Aseguró que los intentos para abrir la barra han permitido cierta oxigenación del agua, aunque considera que la situación continúa siendo crítica.
“Si este manglar sobrevive es por la misericordia de Dios y a los tres intentos que se hicieron de abrir la barra. La acumulación de arena es exagerada y no se pudo, pero en esos intentos se liberó un poco, permitiendo que el oxígeno mantuviera con vida el manglar”, agregó.
“Si esta es un área de reserva especial y declarada a nivel mundial, ¿por qué no se ha logrado la intervención de las autoridades? Debían anticiparse al impacto del fenómeno de El Niño, tomar en cuenta la sequía y enviar comisiones para buscar una solución”, manifestó.
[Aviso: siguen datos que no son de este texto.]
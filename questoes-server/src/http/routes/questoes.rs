//! Question endpoints - CRUD over the `questoes` table

use axum::{extract::State, http::StatusCode, routing::get, Json, Router};
use serde::Serialize;

use crate::http::error::ApiError;
use crate::http::extractors::{ApiJson, ValidQuestionId};
use crate::http::state::AppState;
use crate::models::{Question, QuestionPayload};

/// Response for create and update
#[derive(Debug, Serialize)]
pub struct QuestionEnvelope {
    pub mensagem: &'static str,
    pub questao: Question,
}

/// Response for delete
#[derive(Debug, Serialize)]
pub struct DeletedEnvelope {
    pub mensagem: &'static str,
    pub questao_excluida: Question,
}

/// GET /questoes - list every question
async fn list_questions(State(state): State<AppState>) -> Result<Json<Vec<Question>>, ApiError> {
    let rows = state.store().list().await?;
    Ok(Json(rows))
}

/// GET /questoes/{id} - get a single question
async fn get_question(
    State(state): State<AppState>,
    ValidQuestionId(id): ValidQuestionId,
) -> Result<Json<Question>, ApiError> {
    let question = state
        .store()
        .get(id)
        .await?
        .ok_or_else(|| ApiError::not_found(id))?;

    Ok(Json(question))
}

/// POST /questoes - create a question
async fn create_question(
    State(state): State<AppState>,
    ApiJson(payload): ApiJson<QuestionPayload>,
) -> Result<(StatusCode, Json<QuestionEnvelope>), ApiError> {
    let new = payload.into_new()?;
    let question = state.store().create(new).await?;
    tracing::info!(id = question.id, "question created");

    Ok((
        StatusCode::CREATED,
        Json(QuestionEnvelope {
            mensagem: "Questão criada com sucesso!",
            questao: question,
        }),
    ))
}

/// PUT /questoes/{id} - merge supplied fields over the stored question
async fn update_question(
    State(state): State<AppState>,
    ValidQuestionId(id): ValidQuestionId,
    ApiJson(payload): ApiJson<QuestionPayload>,
) -> Result<Json<QuestionEnvelope>, ApiError> {
    let patch = payload.into_patch();
    if patch.is_empty() {
        tracing::debug!(id, "update without fields, row left as is");
    }

    let question = state
        .store()
        .update(id, patch)
        .await?
        .ok_or_else(|| ApiError::not_found(id))?;
    tracing::info!(id, "question updated");

    Ok(Json(QuestionEnvelope {
        mensagem: "Questão atualizada com sucesso!",
        questao: question,
    }))
}

/// DELETE /questoes/{id} - delete and return the removed question
async fn delete_question(
    State(state): State<AppState>,
    ValidQuestionId(id): ValidQuestionId,
) -> Result<Json<DeletedEnvelope>, ApiError> {
    let removed = state
        .store()
        .delete(id)
        .await?
        .ok_or_else(|| ApiError::not_found(id))?;
    tracing::info!(id, "question deleted");

    Ok(Json(DeletedEnvelope {
        mensagem: "Questão excluída com sucesso!",
        questao_excluida: removed,
    }))
}

/// Question routes
pub fn router() -> Router<AppState> {
    Router::new()
        .route("/questoes", get(list_questions).post(create_question))
        .route(
            "/questoes/{id}",
            get(get_question)
                .put(update_question)
                .delete(delete_question),
        )
}
//! Postgres question store
//!
//! Update and delete are single statements with `RETURNING`, so the row
//! handed back is exactly the one written or removed and zero affected
//! rows means not found.

use async_trait::async_trait;
use sqlx::PgPool;

use super::store::{QuestionStore, StoreError};
use crate::models::{NewQuestion, Question, QuestionId, QuestionPatch};

/// DDL for the `questoes` table. Applied by the operator, not at startup.
pub const SCHEMA: &str = include_str!("../../sql/questoes.sql");

/// Question store backed by a sqlx Postgres pool
#[derive(Clone)]
pub struct PgQuestionStore {
    pool: PgPool,
}

impl PgQuestionStore {
    pub fn new(pool: PgPool) -> Self {
        Self { pool }
    }
}

#[async_trait]
impl QuestionStore for PgQuestionStore {
    async fn ping(&self) -> Result<(), StoreError> {
        sqlx::query("SELECT 1").execute(&self.pool).await?;
        Ok(())
    }

    async fn list(&self) -> Result<Vec<Question>, StoreError> {
        let rows: Vec<Question> = sqlx::query_as(
            r#"
            SELECT id, enunciado, disciplina, tema, nivel
            FROM questoes
            "#,
        )
        .fetch_all(&self.pool)
        .await?;

        Ok(rows)
    }

    async fn get(&self, id: QuestionId) -> Result<Option<Question>, StoreError> {
        let row: Option<Question> = sqlx::query_as(
            r#"
            SELECT id, enunciado, disciplina, tema, nivel
            FROM questoes
            WHERE id = $1
            "#,
        )
        .bind(id)
        .fetch_optional(&self.pool)
        .await?;

        Ok(row)
    }

    async fn create(&self, question: NewQuestion) -> Result<Question, StoreError> {
        let row: Question = sqlx::query_as(
            r#"
            INSERT INTO questoes (enunciado, disciplina, tema, nivel)
            VALUES ($1, $2, $3, $4)
            RETURNING id, enunciado, disciplina, tema, nivel
            "#,
        )
        .bind(&question.enunciado)
        .bind(&question.disciplina)
        .bind(&question.tema)
        .bind(&question.nivel)
        .fetch_one(&self.pool)
        .await?;

        Ok(row)
    }

    async fn update(
        &self,
        id: QuestionId,
        patch: QuestionPatch,
    ) -> Result<Option<Question>, StoreError> {
        // NULL parameters fall back to the stored column
        let row: Option<Question> = sqlx::query_as(
            r#"
            UPDATE questoes
            SET enunciado = COALESCE($2, enunciado),
                disciplina = COALESCE($3, disciplina),
                tema = COALESCE($4, tema),
                nivel = COALESCE($5, nivel)
            WHERE id = $1
            RETURNING id, enunciado, disciplina, tema, nivel
            "#,
        )
        .bind(id)
        .bind(patch.enunciado)
        .bind(patch.disciplina)
        .bind(patch.tema)
        .bind(patch.nivel)
        .fetch_optional(&self.pool)
        .await?;

        Ok(row)
    }

    async fn delete(&self, id: QuestionId) -> Result<Option<Question>, StoreError> {
        let row: Option<Question> = sqlx::query_as(
            r#"
            DELETE FROM questoes
            WHERE id = $1
            RETURNING id, enunciado, disciplina, tema, nivel
            "#,
        )
        .bind(id)
        .fetch_optional(&self.pool)
        .await?;

        Ok(row)
    }
}
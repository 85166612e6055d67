//! In-memory question store
//!
//! Same contract as the Postgres store: ids come from a sequence that never
//! reuses values, list order is ascending id.

use std::collections::BTreeMap;
use std::sync::{Mutex, MutexGuard};

use async_trait::async_trait;

use super::store::{QuestionStore, StoreError};
use crate::models::{NewQuestion, Question, QuestionId, QuestionPatch};

#[derive(Default)]
struct Table {
    last_id: QuestionId,
    rows: BTreeMap<QuestionId, Question>,
}

/// Question store held in process memory
#[derive(Default)]
pub struct MemoryQuestionStore {
    table: Mutex<Table>,
}

impl MemoryQuestionStore {
    pub fn new() -> Self {
        Self::default()
    }

    /// Number of rows currently stored
    pub fn len(&self) -> Result<usize, StoreError> {
        Ok(self.lock()?.rows.len())
    }

    pub fn is_empty(&self) -> Result<bool, StoreError> {
        Ok(self.lock()?.rows.is_empty())
    }

    fn lock(&self) -> Result<MutexGuard<'_, Table>, StoreError> {
        self.table
            .lock()
            .map_err(|_| StoreError::Unavailable("memory store lock poisoned".into()))
    }
}

#[async_trait]
impl QuestionStore for MemoryQuestionStore {
    async fn ping(&self) -> Result<(), StoreError> {
        self.lock().map(|_| ())
    }

    async fn list(&self) -> Result<Vec<Question>, StoreError> {
        Ok(self.lock()?.rows.values().cloned().collect())
    }

    async fn get(&self, id: QuestionId) -> Result<Option<Question>, StoreError> {
        Ok(self.lock()?.rows.get(&id).cloned())
    }

    async fn create(&self, question: NewQuestion) -> Result<Question, StoreError> {
        let mut table = self.lock()?;
        let id = table
            .last_id
            .checked_add(1)
            .ok_or_else(|| StoreError::Unavailable("id sequence exhausted".into()))?;
        table.last_id = id;

        let row = Question {
            id,
            enunciado: question.enunciado,
            disciplina: question.disciplina,
            tema: question.tema,
            nivel: question.nivel,
        };
        table.rows.insert(id, row.clone());
        Ok(row)
    }

    async fn update(
        &self,
        id: QuestionId,
        patch: QuestionPatch,
    ) -> Result<Option<Question>, StoreError> {
        let mut table = self.lock()?;
        let Some(current) = table.rows.get_mut(&id) else {
            return Ok(None);
        };

        *current = patch.apply_to(current);
        Ok(Some(current.clone()))
    }

    async fn delete(&self, id: QuestionId) -> Result<Option<Question>, StoreError> {
        Ok(self.lock()?.rows.remove(&id))
    }
}
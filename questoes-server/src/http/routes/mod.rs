//! Route handlers organized by resource

pub mod health;
pub mod questoes;
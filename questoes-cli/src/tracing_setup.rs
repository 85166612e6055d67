//! Tracing setup for the questoes CLI
//!
//! Usage:
//!   questoes --debug serve ...              # Debug logging to console
//!   RUST_LOG=questoes_server=debug questoes # Fine-grained log control
//!
//! Environment variables:
//!   RUST_LOG                                # Log filter (default: info)

use anyhow::{anyhow, Result};
use tracing_subscriber::EnvFilter;

/// Tracing configuration options
#[derive(Debug, Clone, Default)]
pub struct TracingConfig {
    /// Enable debug logging (sets debug level if RUST_LOG is not set)
    pub debug: bool,
}

impl TracingConfig {
    fn filter(&self) -> EnvFilter {
        let default_level = if self.debug { "debug" } else { "info" };
        EnvFilter::try_from_default_env().unwrap_or_else(|_| EnvFilter::new(default_level))
    }
}

/// Initialize console tracing
pub fn init(config: &TracingConfig) -> Result<()> {
    tracing_subscriber::fmt()
        .with_env_filter(config.filter())
        .with_target(config.debug) // Show targets in debug mode
        .compact()
        .try_init()
        .map_err(|err| anyhow!(err))
}
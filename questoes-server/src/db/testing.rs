//! Store doubles for handler tests

use async_trait::async_trait;

use super::store::{QuestionStore, StoreError};
use crate::models::{NewQuestion, Question, QuestionId, QuestionPatch};

pub const BROKEN_REASON: &str = "connection refused";

/// Store whose every call fails
pub struct BrokenStore;

fn broken() -> StoreError {
    StoreError::Unavailable(BROKEN_REASON.into())
}

#[async_trait]
impl QuestionStore for BrokenStore {
    async fn ping(&self) -> Result<(), StoreError> {
        Err(broken())
    }

    async fn list(&self) -> Result<Vec<Question>, StoreError> {
        Err(broken())
    }

    async fn get(&self, _id: QuestionId) -> Result<Option<Question>, StoreError> {
        Err(broken())
    }

    async fn create(&self, _question: NewQuestion) -> Result<Question, StoreError> {
        Err(broken())
    }

    async fn update(
        &self,
        _id: QuestionId,
        _patch: QuestionPatch,
    ) -> Result<Option<Question>, StoreError> {
        Err(broken())
    }

    async fn delete(&self, _id: QuestionId) -> Result<Option<Question>, StoreError> {
        Err(broken())
    }
}

/// Store whose calls never complete
pub struct StalledStore;

#[async_trait]
impl QuestionStore for StalledStore {
    async fn ping(&self) -> Result<(), StoreError> {
        std::future::pending().await
    }

    async fn list(&self) -> Result<Vec<Question>, StoreError> {
        std::future::pending().await
    }

    async fn get(&self, _id: QuestionId) -> Result<Option<Question>, StoreError> {
        std::future::pending().await
    }

    async fn create(&self, _question: NewQuestion) -> Result<Question, StoreError> {
        std::future::pending().await
    }

    async fn update(
        &self,
        _id: QuestionId,
        _patch: QuestionPatch,
    ) -> Result<Option<Question>, StoreError> {
        std::future::pending().await
    }

    async fn delete(&self, _id: QuestionId) -> Result<Option<Question>, StoreError> {
        std::future::pending().await
    }
}
//! Health check endpoint
//!
//! Always answers 200; a failed probe only changes `statusBD`.

use axum::{extract::State, routing::get, Json, Router};
use serde::Serialize;

use crate::http::state::AppState;

/// Health check response
#[derive(Debug, Serialize)]
pub struct HealthResponse {
    pub descricao: String,
    pub autor: String,
    #[serde(rename = "statusBD")]
    pub status_bd: String,
}

/// GET /
async fn health(State(state): State<AppState>) -> Json<HealthResponse> {
    let status_bd = match state.store().ping().await {
        Ok(()) => "ok".to_string(),
        Err(e) => {
            tracing::warn!(error = %e, "database liveness probe failed");
            e.to_string()
        }
    };

    let info = state.info();
    Json(HealthResponse {
        descricao: info.descricao.clone(),
        autor: info.autor.clone(),
        status_bd,
    })
}

/// Health routes
pub fn router() -> Router<AppState> {
    Router::new().route("/", get(health))
}
//! Domain models - the `questoes` row, request payloads and validation

pub mod question;
pub mod validation;

pub use question::{NewQuestion, Question, QuestionId, QuestionPatch, QuestionPayload};
pub use validation::ValidationError;
//! HTTP server layer
//!
//! Axum server with:
//! - CORS (localhost only by default)
//! - Request tracing and timeout
//! - Graceful shutdown
//! - JSON error responses

pub mod error;
pub mod extractors;
pub mod routes;
pub mod server;
pub mod state;

pub use error::ApiError;
pub use server::{build_router, run_server, ServerConfig, ServerError};
pub use state::{ApiInfo, AppState};
//! `tracing` subscriber setup.
//!
//! The engine only emits events through the `tracing` macros; binaries and
//! tests decide whether anything is printed by installing a subscriber here.
//! `RUST_LOG` takes precedence over the default level passed in.

use tracing_subscriber::EnvFilter;

fn env_filter(default_level: &str) -> EnvFilter {
    EnvFilter::try_from_default_env().unwrap_or_else(|_| EnvFilter::new(default_level))
}

/// Install a global fmt subscriber. Panics if one is already installed.
pub fn init_tracing(default_level: &str) {
    tracing_subscriber::fmt()
        .with_env_filter(env_filter(default_level))
        .with_thread_names(true)
        .init();
}

/// Install a global fmt subscriber unless one already exists.
///
/// Returns `false` when another subscriber was installed first, which is the
/// normal case when several tests share a process.
pub fn try_init_tracing(default_level: &str) -> bool {
    tracing_subscriber::fmt()
        .with_env_filter(env_filter(default_level))
        .with_thread_names(true)
        .with_test_writer()
        .try_init()
        .is_ok()
}
//! Stowage Kernel
//!
//! Contracts shared by every part of the stowage engine:
//!
//! - [`ids`]: opaque device and component identifiers
//! - [`transfer`]: the [`ComponentTransfer`] descriptor supplied by callers
//! - [`error`]: runtime transfer errors
//! - [`config`]: construction-time configuration model and file loader
//! - [`logging`]: `tracing` subscriber setup
//!
//! Concrete engines live in `stowage-foundation`; the kernel never depends on it.

// identifier module
pub mod ids;
pub use ids::{ComponentId, DeviceId};

// transfer contract module
pub mod transfer;
pub use transfer::{ComponentTransfer, TransferKind, TransferRequest};

// error module
pub mod error;
pub use error::TransferError;

// config module
pub mod config;
pub use config::{
    ComponentSpec, ConfigError, ConfigResult, DeviceSpec, EngineTuning, StorageConfig,
};

// logging module
pub mod logging;
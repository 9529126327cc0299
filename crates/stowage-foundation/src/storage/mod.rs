//! Concurrent slot-migration engine.
//!
//! # Architecture
//!
//! All bookkeeping lives in one protected aggregate, the world state, behind a
//! single fair `parking_lot::Mutex`. Slot records and wait entries are arena
//! records addressed by stable handles; ownership of a slot moves between
//! threads by rewriting the record, never by moving it.
//!
//! A request obtains its destination slot in one of three ways:
//!
//! - **Fast path**: unused capacity, or a slot whose owner is leaving and
//!   has no successor yet.
//! - **Cycle closing** (moves only): queued moves that, together with this
//!   one, form a rotation are consumed at once and every participant is
//!   promised the slot of the next.
//! - **Wait path**: the request queues on the destination and is woken with a
//!   slot assigned by whoever vacates one.
//!
//! Every admitted request then runs the two-phase hand-off: vacate the source
//! slot, `prepare`, signal the successor, wait for the promised destination
//! slot, bind it, `perform`, commit.
//!
//! Cycle closing serves queued moves out of arrival order. That is the price
//! of liveness for rotations; [`DeviceSnapshot::queue_bypasses`] and a `warn`
//! event expose how often it happens on each device.

mod cycle;
mod handoff;
mod metrics;
mod snapshot;
mod system;
mod world;

pub use metrics::{StorageMetrics, StorageMetricsSnapshot};
pub use snapshot::{DeviceSnapshot, StorageSnapshot};
pub use system::StorageSystem;
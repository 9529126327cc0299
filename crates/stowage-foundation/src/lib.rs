//! Stowage Foundation
//!
//! Concrete implementation of the slot-migration engine defined by the
//! contracts in `stowage-kernel`.

pub mod storage;

pub use storage::{
    DeviceSnapshot, StorageMetrics, StorageMetricsSnapshot, StorageSnapshot, StorageSystem,
};
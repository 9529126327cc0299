//! Transfer descriptor contract.
//!
//! A [`ComponentTransfer`] is produced by the caller and handed to the engine's
//! `execute`. The engine reads its identifiers once, validates them, and later
//! invokes [`prepare`](ComponentTransfer::prepare) and then
//! [`perform`](ComponentTransfer::perform) exactly once each, on the calling
//! thread.
//!
//! # Callback rules
//!
//! - `prepare` runs only after validation succeeded and while the caller holds
//!   exclusive logical ownership of the slot transition.
//! - `perform` runs only after `prepare` returned and once the destination
//!   slot (if any) has been fully handed over.
//! - Neither callback may call back into the same engine.

use serde::{Deserialize, Serialize};
use std::fmt;

use crate::ids::{ComponentId, DeviceId};

/// Caller-supplied description of a single transfer.
pub trait ComponentTransfer: Send + Sync {
    /// The component being transferred.
    fn component_id(&self) -> ComponentId;

    /// Device the component currently occupies, `None` for an add.
    fn source_device_id(&self) -> Option<DeviceId>;

    /// Device the component should end up on, `None` for a removal.
    fn destination_device_id(&self) -> Option<DeviceId>;

    /// First phase: runs once the source slot (if any) is being released.
    fn prepare(&self);

    /// Second phase: runs once the destination slot (if any) is owned.
    fn perform(&self);
}

/// Shape of a transfer, derived from which devices are present.
#[derive(Debug, Clone, Copy, PartialEq, Eq, Hash, Serialize, Deserialize)]
pub enum TransferKind {
    /// Place a new component on a device.
    Add,
    /// Take a component off its device.
    Remove,
    /// Relocate a component from one device to another.
    Move,
    /// Neither device given.
    Malformed,
}

impl TransferKind {
    pub fn of(source: Option<DeviceId>, destination: Option<DeviceId>) -> Self {
        match (source, destination) {
            (None, Some(_)) => Self::Add,
            (Some(_), None) => Self::Remove,
            (Some(_), Some(_)) => Self::Move,
            (None, None) => Self::Malformed,
        }
    }
}

impl fmt::Display for TransferKind {
    fn fmt(&self, f: &mut fmt::Formatter<'_>) -> fmt::Result {
        match self {
            Self::Add => write!(f, "add"),
            Self::Remove => write!(f, "remove"),
            Self::Move => write!(f, "move"),
            Self::Malformed => write!(f, "malformed"),
        }
    }
}

/// Identifier triple read from a [`ComponentTransfer`] at admission.
///
/// The descriptor's accessors are read exactly once so the engine works on a
/// stable copy even if the caller's implementation is not pure.
#[derive(Debug, Clone, Copy, PartialEq, Eq, Hash, Serialize, Deserialize)]
pub struct TransferRequest {
    pub component: ComponentId,
    pub source: Option<DeviceId>,
    pub destination: Option<DeviceId>,
}

impl TransferRequest {
    pub fn new(
        component: ComponentId,
        source: Option<DeviceId>,
        destination: Option<DeviceId>,
    ) -> Self {
        Self {
            component,
            source,
            destination,
        }
    }

    /// Capture the identifiers of a transfer descriptor.
    pub fn of(transfer: &(impl ComponentTransfer + ?Sized)) -> Self {
        Self::new(
            transfer.component_id(),
            transfer.source_device_id(),
            transfer.destination_device_id(),
        )
    }

    pub fn kind(&self) -> TransferKind {
        TransferKind::of(self.source, self.destination)
    }
}
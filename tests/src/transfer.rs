use parking_lot::Mutex;
use std::sync::Arc;
use std::sync::atomic::{AtomicUsize, Ordering};
use std::thread::{self, ThreadId};
use std::time::Duration;

use stowage_kernel::{ComponentId, ComponentTransfer, DeviceId};

use crate::gate::PrepareGate;

/// Which callback ran.
#[derive(Debug, Clone, Copy, PartialEq, Eq)]
pub enum Phase {
    Prepare,
    Perform,
}

#[derive(Debug, Clone, Copy, PartialEq, Eq)]
pub struct Event {
    pub component: ComponentId,
    pub phase: Phase,
}

/// Shared, ordered record of callbacks across many transfers.
#[derive(Debug, Clone, Default)]
pub struct EventLog {
    events: Arc<Mutex<Vec<Event>>>,
}

impl EventLog {
    pub fn new() -> Self {
        Self::default()
    }

    pub fn record(&self, component: ComponentId, phase: Phase) {
        self.events.lock().push(Event { component, phase });
    }

    pub fn events(&self) -> Vec<Event> {
        self.events.lock().clone()
    }

    /// Index of the first matching event.
    pub fn position(&self, component: u64, phase: Phase) -> Option<usize> {
        let component = ComponentId::new(component);
        self.events
            .lock()
            .iter()
            .position(|e| e.component == component && e.phase == phase)
    }

    /// True when both events were logged and `first` came before `second`.
    pub fn happened_before(&self, first: (u64, Phase), second: (u64, Phase)) -> bool {
        match (
            self.position(first.0, first.1),
            self.position(second.0, second.1),
        ) {
            (Some(a), Some(b)) => a < b,
            _ => false,
        }
    }
}

/// A mock transfer that checks the callback contract as it runs.
///
/// Panics if `prepare` or `perform` runs twice, if `perform` runs before
/// `prepare`, or if the two run on different threads.
#[derive(Debug)]
pub struct RecordingTransfer {
    component: ComponentId,
    source: Option<DeviceId>,
    destination: Option<DeviceId>,
    prepared: AtomicUsize,
    performed: AtomicUsize,
    thread: Mutex<Option<ThreadId>>,
    log: Option<EventLog>,
    gate: Option<PrepareGate>,
    delay: Duration,
}

impl RecordingTransfer {
    pub fn new(component: u64, source: Option<u64>, destination: Option<u64>) -> Self {
        Self {
            component: ComponentId::new(component),
            source: source.map(DeviceId::new),
            destination: destination.map(DeviceId::new),
            prepared: AtomicUsize::new(0),
            performed: AtomicUsize::new(0),
            thread: Mutex::new(None),
            log: None,
            gate: None,
            delay: Duration::ZERO,
        }
    }

    pub fn add(component: u64, destination: u64) -> Self {
        Self::new(component, None, Some(destination))
    }

    pub fn remove(component: u64, source: u64) -> Self {
        Self::new(component, Some(source), None)
    }

    pub fn relocate(component: u64, source: u64, destination: u64) -> Self {
        Self::new(component, Some(source), Some(destination))
    }

    pub fn with_log(mut self, log: &EventLog) -> Self {
        self.log = Some(log.clone());
        self
    }

    /// Block `prepare` until the gate opens.
    pub fn with_gate(mut self, gate: &PrepareGate) -> Self {
        self.gate = Some(gate.clone());
        self
    }

    /// Sleep this long inside each callback.
    pub fn with_delay(mut self, delay: Duration) -> Self {
        self.delay = delay;
        self
    }

    pub fn component(&self) -> ComponentId {
        self.component
    }

    pub fn prepare_count(&self) -> usize {
        self.prepared.load(Ordering::SeqCst)
    }

    pub fn perform_count(&self) -> usize {
        self.performed.load(Ordering::SeqCst)
    }

    /// Both callbacks ran exactly once.
    pub fn is_complete(&self) -> bool {
        self.prepare_count() == 1 && self.perform_count() == 1
    }

    fn check_thread(&self) {
        let current = thread::current().id();
        let mut owner = self.thread.lock();
        match *owner {
            Some(id) => assert_eq!(
                id, current,
                "{} callbacks ran on different threads",
                self.component
            ),
            None => *owner = Some(current),
        }
    }
}

impl ComponentTransfer for RecordingTransfer {
    fn component_id(&self) -> ComponentId {
        self.component
    }

    fn source_device_id(&self) -> Option<DeviceId> {
        self.source
    }

    fn destination_device_id(&self) -> Option<DeviceId> {
        self.destination
    }

    fn prepare(&self) {
        self.check_thread();
        let before = self.prepared.fetch_add(1, Ordering::SeqCst);
        assert_eq!(before, 0, "{} prepared more than once", self.component);
        assert_eq!(self.perform_count(), 0, "{} performed before prepare", self.component);

        if let Some(log) = &self.log {
            log.record(self.component, Phase::Prepare);
        }
        if let Some(gate) = &self.gate {
            gate.pass(self.component);
        }
        if !self.delay.is_zero() {
            thread::sleep(self.delay);
        }
    }

    fn perform(&self) {
        self.check_thread();
        assert_eq!(self.prepare_count(), 1, "{} performed without prepare", self.component);
        let before = self.performed.fetch_add(1, Ordering::SeqCst);
        assert_eq!(before, 0, "{} performed more than once", self.component);

        if let Some(log) = &self.log {
            log.record(self.component, Phase::Perform);
        }
        if !self.delay.is_zero() {
            thread::sleep(self.delay);
        }
    }
}

#[cfg(test)]
mod tests {
    use super::*;

    #[test]
    fn records_both_phases_in_order() {
        let log = EventLog::new();
        let transfer = RecordingTransfer::relocate(5, 1, 2).with_log(&log);
        transfer.prepare();
        transfer.perform();

        assert!(transfer.is_complete());
        assert!(log.happened_before((5, Phase::Prepare), (5, Phase::Perform)));
        assert_eq!(log.events().len(), 2);
    }

    #[test]
    #[should_panic(expected = "performed without prepare")]
    fn perform_first_panics() {
        RecordingTransfer::add(5, 1).perform();
    }

    #[test]
    #[should_panic(expected = "prepared more than once")]
    fn double_prepare_panics() {
        let transfer = RecordingTransfer::remove(5, 1);
        transfer.prepare();
        transfer.prepare();
    }

    #[test]
    fn other_thread_is_detected() {
        let transfer = Arc::new(RecordingTransfer::add(5, 1));
        transfer.prepare();
        let result = {
            let transfer = Arc::clone(&transfer);
            thread::spawn(move || transfer.perform()).join()
        };
        assert!(result.is_err());
    }
}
El deterioro del ecosistema también tiene repercusiones económicas para quienes dependen directamente de sus recursos. Jiménez estima que más de 200 familias de la aldea El Chico enfrentan dificultades por la situación.
“Lamentablemente son 260 familias afectadas y nuestra agricultura está muerta. Confiamos en Dios que nos logren escuchar y solucionar este problema porque el manglar no aguanta más”, expresó.
La actividad turística también se ha reducido debido a los malos olores y las condiciones actuales de los canales, según vecinos del sector.
Paulino Saturno, comerciante y residente del área, señaló que la situación ha afectado a quienes obtienen ingresos mediante la atención a visitantes.
“El mal olor que emana de los canales alejó también al turismo. Ya nadie nos visita y dependemos de ellos porque somos dueños de ranchos para alquilar”, explicó.
Saturno agregó que la disminución de la pesca representa otro golpe económico para las familias.
“Los peces se están muriendo, estamos sufriendo las consecuencias de la barra porque ya no entra el agua limpia ni peces. Perdimos nuestros ingresos porque ya no se puede trabajar”, afirmó.
Los pobladores consideran urgente que las autoridades realicen una evaluación técnica de las condiciones del Manchón Guamuchal, determinen las causas del deterioro y establezcan medidas para recuperar la circulación del agua y proteger el ecosistema.
La situación también genera preocupación por el impacto que podría tener a largo plazo sobre la biodiversidad y las familias de la aldea El Chico, en Retalhuleu, así como de comunidades de Champerico que dependen de la pesca y de otras actividades vinculadas con este ecosistema.